The organ should be described based on size, shape, surface, consistency, cohesion, cut surface.
  • Esophagus: the esophagus is cut open from the posterior surface up to the cardiac end of the stomach. If death occurred due to rupture of esophageal varices, the break in the lower end should be noted.

  • Lungs: look for thrombi, emboli. The lung organ is crossed across from the apex to the base with a large brain knife, producing an anterio-posterior slice and examined for consolidation, edema, emphysema, tumor, infarction. The smaller bronchi are examined for mucosal thickening, infection and blockage.
  • Aorta: whole length of aorta is cut on its posterior surface from the iliac vessels, around the arc upto the aortic valve to note chronic aortitis, obstruction of coronary arteries.
  • Heart: is held at the apex and lifted upwards and the vessels are cut as far away as possible. This isolated heart is opened in the direction of the flow of blood. The right atrium is cut between the opening of superior and inferior venecava. Through the right atrium and through the tricuspid orifice, the right ventricle is opened along the lateral margin.

  • Note whether the content of right ventricle and auricle is fluid blood, currant jelly clot or chicken-fat clot. The left atrium is cut along the lateral wall, extending through the mitral orifice and passes along the lateral margin of the left ventricle upto the apex. After the blood clots in the cavities are removed, the measurements of the valves, circumference and thickness of ventricles are taken. The coronary arteries are examined by making serial cross sections along the entire course of vessel about 2-3mm apart.
  • Agonal thrombi: seen in case of persons dying slowly with circulatory failure, a firm tough pale yellow thrombus, usually on the right side of the heart, filling the right auricle and ventricle and pulmonary artery. It branches like a tree like cast. In the left ventricle, agonal thrombi are not so big.

Post mortem clots: 2 types-
  • Black currant jelly: soft, lumpy, uniformly dark red, moist clot formed when the blood clots rapidly.
  • Chicken-fat clot: when red cells sediment before the blood coagulates. The red cells produces a clot similar to the first type. Above this a pale or bright yellow layer of serum and fibrin is seen called chicken fat. It is soft, elastic jelly like.
  • Usually a mixture of the two is found. Post-mortem clots are moist, smooth, shiny, homogenous, rubbery, not attached to the underlying wall, and there are no fine white lines of fibrin (striae of zahn).

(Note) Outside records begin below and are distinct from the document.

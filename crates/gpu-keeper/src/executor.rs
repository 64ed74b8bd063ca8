//! Resilient calls against the managed instance.
//!
//! [`ResilientExecutor::execute`] runs a caller-supplied async call and
//! classifies its failures:
//!
//! - [`ErrorKind::Transient`]: retried in place after a short fixed delay.
//!   Exhausting the bound yields [`Outcome::ResponseProblem`].
//! - [`ErrorKind::Connectivity`]: the instance is stopped, the executor
//!   waits (growing per reconnect, capped), brings the instance back with
//!   [`InstanceControl::ensure_ready`], settles and retries. Exhausting the
//!   bound yields [`Outcome::ServerError`].
//! - Anything else is returned as [`ExecutorError::Call`].

use std::future::Future;
use std::net::IpAddr;
use std::sync::Arc;

use async_trait::async_trait;
use thiserror::Error;
use tracing::{error, info, warn};

use crate::classify::{Classify, ErrorKind};
use crate::config::Timings;
use crate::lifecycle::LifecycleError;

/// Message for an exhausted transient retry bound.
pub const RESPONSE_PROBLEM: &str = "There is a problem with getting the response.";

/// Message for an exhausted reconnect bound.
pub const SERVER_ERROR: &str = "Response not returned. Server error.";

/// What the executor needs from the lifecycle manager.
#[async_trait]
pub trait InstanceControl: Send + Sync {
    /// Stop the instance.
    async fn stop(&self) -> Result<bool, LifecycleError>;

    /// Bring the instance up, relocating it if needed.
    async fn ensure_ready(&self) -> Result<IpAddr, LifecycleError>;
}

/// Errors that end an execution early.
#[derive(Error, Debug)]
pub enum ExecutorError<E: std::error::Error + 'static> {
    /// The call failed with an error that is not retried.
    #[error("Error in executing the function: {0}")]
    Call(#[source] E),

    /// Bringing the instance back failed.
    #[error("Instance recovery failed: {0}")]
    Recovery(#[from] LifecycleError),
}

/// Result of an execution that did not end in an [`ExecutorError`].
#[derive(Debug, Clone, PartialEq, Eq)]
pub enum Outcome<T> {
    /// The call succeeded.
    Completed(T),
    /// Transient failures outlasted the retry bound.
    ResponseProblem,
    /// Connection failures outlasted the reconnect bound.
    ServerError,
}

impl<T> Outcome<T> {
    /// Whether the call succeeded.
    pub fn is_ok(&self) -> bool {
        matches!(self, Self::Completed(_))
    }

    /// Failure message, empty on success.
    pub fn message(&self) -> &'static str {
        match self {
            Self::Completed(_) => "",
            Self::ResponseProblem => RESPONSE_PROBLEM,
            Self::ServerError => SERVER_ERROR,
        }
    }

    /// The call's value, if it succeeded.
    pub fn into_value(self) -> Option<T> {
        match self {
            Self::Completed(value) => Some(value),
            _ => None,
        }
    }
}

/// Runs calls against the managed instance through network failures and
/// instance restarts.
pub struct ResilientExecutor {
    control: Arc<dyn InstanceControl>,
    timings: Timings,
}

impl ResilientExecutor {
    /// Create an executor.
    #[must_use]
    pub fn new(control: Arc<dyn InstanceControl>, timings: Timings) -> Self {
        Self { control, timings }
    }

    /// Run `call` until it succeeds or a retry bound is exhausted.
    ///
    /// The transient and reconnect bounds are counted independently over
    /// the whole execution.
    ///
    /// # Errors
    /// - [`ExecutorError::Call`] for a failure classified neither transient
    ///   nor connectivity.
    /// - [`ExecutorError::Recovery`] if restarting the instance fails with
    ///   a non-recoverable error.
    pub async fn execute<T, E, F, Fut>(&self, mut call: F) -> Result<Outcome<T>, ExecutorError<E>>
    where
        F: FnMut() -> Fut,
        Fut: Future<Output = Result<T, E>>,
        E: Classify + std::error::Error + 'static,
    {
        let mut requests = self.timings.request_retry().schedule();
        let mut reconnects = self.timings.reconnect().schedule();
        let mut request_trial: u32 = 0;
        let mut reconnect_trial: u32 = 0;

        loop {
            let err = match call().await {
                Ok(value) => return Ok(Outcome::Completed(value)),
                Err(err) => err,
            };

            match err.kind() {
                ErrorKind::Transient => {
                    let Some(delay) = requests.next() else {
                        warn!(trials = request_trial, error = %err, "Response retries exhausted");
                        return Ok(Outcome::ResponseProblem);
                    };
                    request_trial += 1;
                    warn!(
                        trial = request_trial,
                        delay_secs = delay.as_secs_f64(),
                        error = %err,
                        "Response timeout, retrying"
                    );
                    tokio::time::sleep(delay).await;
                }
                ErrorKind::Connectivity => {
                    let Some(wait) = reconnects.next() else {
                        error!(trials = reconnect_trial, error = %err, "Reconnect retries exhausted");
                        return Ok(Outcome::ServerError);
                    };
                    reconnect_trial += 1;
                    error!(
                        trial = reconnect_trial,
                        wait_secs = wait.as_secs_f64(),
                        error = %err,
                        "Connection failed, restarting instance"
                    );
                    self.reconnect(wait).await?;
                }
                _ => return Err(ExecutorError::Call(err)),
            }
        }
    }

    async fn reconnect(&self, wait: std::time::Duration) -> Result<(), LifecycleError> {
        if let Err(e) = self.control.stop().await {
            warn!(error = %e, "Stopping instance failed");
        }
        tokio::time::sleep(wait).await;

        let ip = self.control.ensure_ready().await?;
        info!(ip = %ip, settle_secs = self.timings.reconnect_settle.as_secs_f64(), "Instance back, settling");
        tokio::time::sleep(self.timings.reconnect_settle).await;
        Ok(())
    }
}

  • Stomach: opened along its greater curvature from the cardiac to pyloric end. The contents are examined for food, digestion, smell, colour. In massive hemorrage, the stomach is filled with large soft clots which may take the form of a task of gastric outline.
  • Intestine: the superior mesenteric vessels are examined for thrombi, emboli. The small intestine is opened along the line of mesenteric attachment.
  • Liver: weight, size, colour, injury are noted. It is cut into slices 2cm thick which run in the long axis. Amoebic abscess are usually single large and confined to the right lobe. Pyogenic abscess are multiple. In fatty liver, cut section is greasy. In portal cirrhosis, the liver is sturded with nodules, 1-3mm in diameter (micro nodular).
  • Spleen: removed by cutting through its pedicle. Note the size, weight, rupture.

  • Pancreas: sliced by a series of cuts at right angle to the long axis which gives the best exposure of ductal system.
  • Kidney: renal artery ostia are examined. The capsule of the kidney is stripped, the kidney is sectioned longitudinally to split in half and open the pelvis to see calculi and inflammation.
  • Female genitalia/uterus: the tube, the ovaries and the uterus are freed from the pelvis and are removed. If the uterus contains a fetus, its age should be determined.
  • Head: head is fixed by head rest. A coronal incision is made in the scalp from the mastoid process just behind ear and carried over the vertex to the opposite mastoid. The scalp is reflected forwards and backwards. The saw line is made in slightly ‘V’ shaped direction so that the skull cap will fit exactly back into the correct position. The meninges are examined and the brain is examined.